Publication number: EP3804107A1
Application number: EP19725642.3A
Authority: EP
Inventors: Christian Enderle; Olaf Simon
Original assignee: SEW Eurodrive GmbH and Co KG
Current assignee: SEW Eurodrive GmbH and Co KG
Priority date: 2018-05-29
Filing date: 2019-05-16
Publication date: 2021-04-14
Also published as: US20210211018A1; CN112243564A; US11063493B1; WO2019228666A1; DE102019003453A1

Abstract

A system and installation with a rail vehicle movably arranged on a rail part, having a first part and a second part, the first part and the second part being arranged so as to be movable parallel to one another in a movement direction, the first part having a winding around a limb, in particular a middle limb, of a coil core, the first part having a guide, in particular a linear guide, and a permanent magnet which is arranged so as to be movable parallel to the movement direction, in particular linearly, wherein the permanent magnet is guided, in particular in the movement direction, and delimited, in particular to the front and rear in the movement direction, by the guide.

Description

System and system with movably arranged on a rail part

track vehicle

Description:

The invention relates to a system and a system with a rail part movably arranged rail vehicle.
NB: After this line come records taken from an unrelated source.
// Sideband
// Copyright (c) 2025 The Project Sideband Developers.
//
// This Source Code Form is subject to the terms of the Mozilla Public
// License, v. 2.0. If a copy of the MPL was not distributed with this
// file, You can obtain one at https://mozilla.org/MPL/2.0/.

//! Single-group and multi-group ALERT-C event messages (ISO 14819-1, section 5).

use std::collections::HashMap;
use std::collections::VecDeque;

use serde_json::Value;

use sideband_core::tree;
use sideband_core::units::{Band, CarrierFrequency};
use sideband_core::util::bits::{get_bits, get_bool};
use sideband_core::util::fmt::hours_minutes_string;

use crate::event_db::{
    self, event, quantifier_size, DurationType, EventDirectionality, EventUrgency, QuantifierType,
};

#[derive(Clone, Copy, Debug, Default, Eq, PartialEq)]
pub enum Direction {
    #[default]
    Positive,
    Negative,
}

/// Labels of the free-form fields of a multi-group message (ISO 14819-1, section 5.5).
#[derive(Clone, Copy, Debug, Eq, PartialEq)]
enum FieldLabel {
    Duration = 0,
    ControlCode = 1,
    AffectedLength = 2,
    SpeedLimit = 3,
    Quantifier5bit = 4,
    Quantifier8bit = 5,
    Supplementary = 6,
    StartTime = 7,
    StopTime = 8,
    AdditionalEvent = 9,
    DetailedDiversion = 10,
    Destination = 11,
    // 12 is reserved for future use
    CrossLinkage = 13,
    Separator = 14,
}

impl FieldLabel {
    fn from_index(index: u16) -> Option<Self> {
        use FieldLabel::*;
        match index {
            0 => Some(Duration),
            1 => Some(ControlCode),
            2 => Some(AffectedLength),
            3 => Some(SpeedLimit),
            4 => Some(Quantifier5bit),
            5 => Some(Quantifier8bit),
            6 => Some(Supplementary),
            7 => Some(StartTime),
            8 => Some(StopTime),
            9 => Some(AdditionalEvent),
            10 => Some(DetailedDiversion),
            11 => Some(Destination),
            13 => Some(CrossLinkage),
            14 => Some(Separator),
            _ => None,
        }
    }
}

#[derive(Clone, Copy, Debug, Eq, PartialEq)]
enum ControlCode {
    IncreaseUrgency = 0,
    ReduceUrgency = 1,
    ChangeDirectionality = 2,
    ChangeDurationType = 3,
    // 4 toggles spoken/unspoken, not carried in the output
    SetDiversion = 5,
    IncreaseExtentBy8 = 6,
    IncreaseExtentBy16 = 7,
}

impl ControlCode {
    fn from_index(index: u16) -> Option<Self> {
        use ControlCode::*;
        match index {
            0 => Some(IncreaseUrgency),
            1 => Some(ReduceUrgency),
            2 => Some(ChangeDirectionality),
            3 => Some(ChangeDurationType),
            5 => Some(SetDiversion),
            6 => Some(IncreaseExtentBy8),
            7 => Some(IncreaseExtentBy16),
            _ => None,
        }
    }
}

/// The key for decrypting an encrypted service's location codes.
#[derive(Clone, Copy, Debug, Default)]
pub struct ServiceKey {
    pub xorval: u16,
    pub xorstart: u16,
    pub nrot: u16,
}

#[derive(Clone, Copy, Debug, Default)]
struct MessagePart {
    is_received: bool,
    data: [u16; 2],
}

#[derive(Clone, Copy, Debug)]
struct FreeformField {
    label: FieldLabel,
    data: u16,
}

fn pop_bits(bits: &mut VecDeque<bool>, len: u32) -> u16 {
    debug_assert!(len <= 16);
    let mut result: u16 = 0;
    if bits.len() >= len as usize {
        for _ in 0..len {
            result = (result << 1) | u16::from(bits.pop_front().unwrap());
        }
    }
    result
}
It is well known that a rail vehicle is movable on a rail part.

From DE 10 2012 203 862 A1 an actuating device for a

induction generator known.

From DE 101 47 720 A1 a self-sufficient energy recovery system is known.

The invention is therefore based on the object to maintain safety-related functions of a rail system even in case of failure of the electrical supply.
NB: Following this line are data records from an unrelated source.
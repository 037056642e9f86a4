// Sideband
// Copyright (c) 2025 The Project Sideband Developers.
//
// This Source Code Form is subject to the terms of the Mozilla Public
// License, v. 2.0. If a copy of the MPL was not distributed with this
// file, You can obtain one at https://mozilla.org/MPL/2.0/.

//! Component tests for TMC messages arriving through the full group-dispatch path.

mod common;

use common::hex2json;
use serde_json::json;
use sideband_rds::Options;

#[test]
fn tmc_system_info() {
    // DR P4 København (da) 2019-05-04
    let options = Options::default();
    let json_lines =
        hex2json(&[0x9602_3410_0267_CD46, 0x9602_3410_5B49_CD46], &options, 0x9602);

    assert_eq!(json_lines.len(), 2);
    assert_eq!(json_lines[0]["open_data_app"]["oda_group"], "8A");
    assert_eq!(json_lines[0]["open_data_app"]["app_name"], "RDS-TMC: ALERT-C");
    assert_eq!(json_lines[0]["tmc"]["system_info"]["is_encrypted"], false);
    assert_eq!(json_lines[0]["tmc"]["system_info"]["location_table"], 9);
    assert_eq!(json_lines[1]["tmc"]["system_info"]["service_id"], 45);
    assert_eq!(json_lines[1]["tmc"]["system_info"]["gap"], 5);
    assert_eq!(json_lines[1]["tmc"]["system_info"]["ltcc"], 9);
}

#[test]
fn tmc_multi_group_message_with_stop_time() {
    // DR P4 København (da) 2019-05-04
    let options = Options::default();
    let json_lines = hex2json(
        &[0x9602_3410_0267_CD46, 0x9602_8405_C852_2550, 0x9602_8405_48F4_0000],
        &options,
        0x9602,
    );

    assert_eq!(json_lines.len(), 3);
    let message = &json_lines[2]["tmc"]["message"];
    assert_eq!(message["event_codes"], json!([82]));
    assert_eq!(message["update_class"], 32);
    assert_eq!(message["description"], "Roadworks. Heavy traffic has to be expected.");
    assert_eq!(message["location"], 9552);
    assert_eq!(message["direction"], "single");
    assert_eq!(message["extent"], "-1");
    assert_eq!(message["until"], "mid-July");
    assert_eq!(message["urgency"], "none");
}

#[test]
fn tmc_message_with_speed_limit() {
    // DR P4 København (da) 2019-05-04
    let options = Options::default();
    let json_lines = hex2json(
        &[0x9602_3410_0267_CD46, 0x9602_8406_D2BD_06DB, 0x9602_8406_4384_7E00],
        &options,
        0x9602,
    );

    let message = &json_lines[2]["tmc"]["message"];
    assert_eq!(message["event_codes"], json!([701]));
    assert_eq!(message["update_class"], 11);
    assert_eq!(message["description"], "Roadworks.");
    assert_eq!(message["speed_limit"], "80 km/h");
    assert_eq!(message["location"], 1755);
    assert_eq!(message["direction"], "single");
    assert_eq!(message["extent"], "-2");
    assert_eq!(message["until"], "mid-November");
    assert_eq!(message["urgency"], "none");
}

#[test]
fn tmc_multi_event_message() {
    // Radio-K (at) 2021-07-26
    let options = Options::default();
    let json_lines = hex2json(
        &[0xA502_3410_0064_CD46, 0xA502_8405_C201_7BEB, 0xA502_8405_415D_2C8C],
        &options,
        0xA502,
    );

    assert_eq!(json_lines.len(), 3);
    let message = &json_lines[2]["tmc"]["message"];
    assert_eq!(message["event_codes"], json!([513, 803]));
    assert_eq!(message["update_class"], 5);
    assert_eq!(message["description"], "Single alternate line traffic. Construction work.");
    assert_eq!(message["location"], 31723);
    assert_eq!(message["direction"], "single");
    assert_eq!(message["extent"], "-0");
    assert_eq!(message["urgency"], "none");
}

#[test]
fn tmc_multi_event_with_quantifier() {
    // Ö1 (at) 2017-12-27
    let options = Options::default();
    let json_lines = hex2json(
        &[0xA201_3010_0064_CD46, 0xA201_8003_C641_8097, 0xA201_8003_441F_4865],
        &options,
        0xA201,
    );

    assert_eq!(json_lines.len(), 3);
    assert_eq!(
        json_lines[2]["tmc"]["message"]["description"],
        "Delays of up to 15 minutes. Stationary traffic."
    );
}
According to the invention the object is achieved in the system according to claim 1 or 2 and in the system according to the features indicated in claim 14.

Important features of the invention in the system are that it has a first part and a second part, wherein the first part and the second part are arranged movable parallel to each other in a direction of movement, wherein the first part is a winding around a leg, in particular middle leg, a coil core, the first part having a guide, in particular a linear guide, and a movable parallel to the direction of movement, in particular linearly movable, arranged permanent magnet, wherein the permanent magnet of the guide, in particular in the direction of movement, guided and, in particular in the direction of movement front and rear, limited.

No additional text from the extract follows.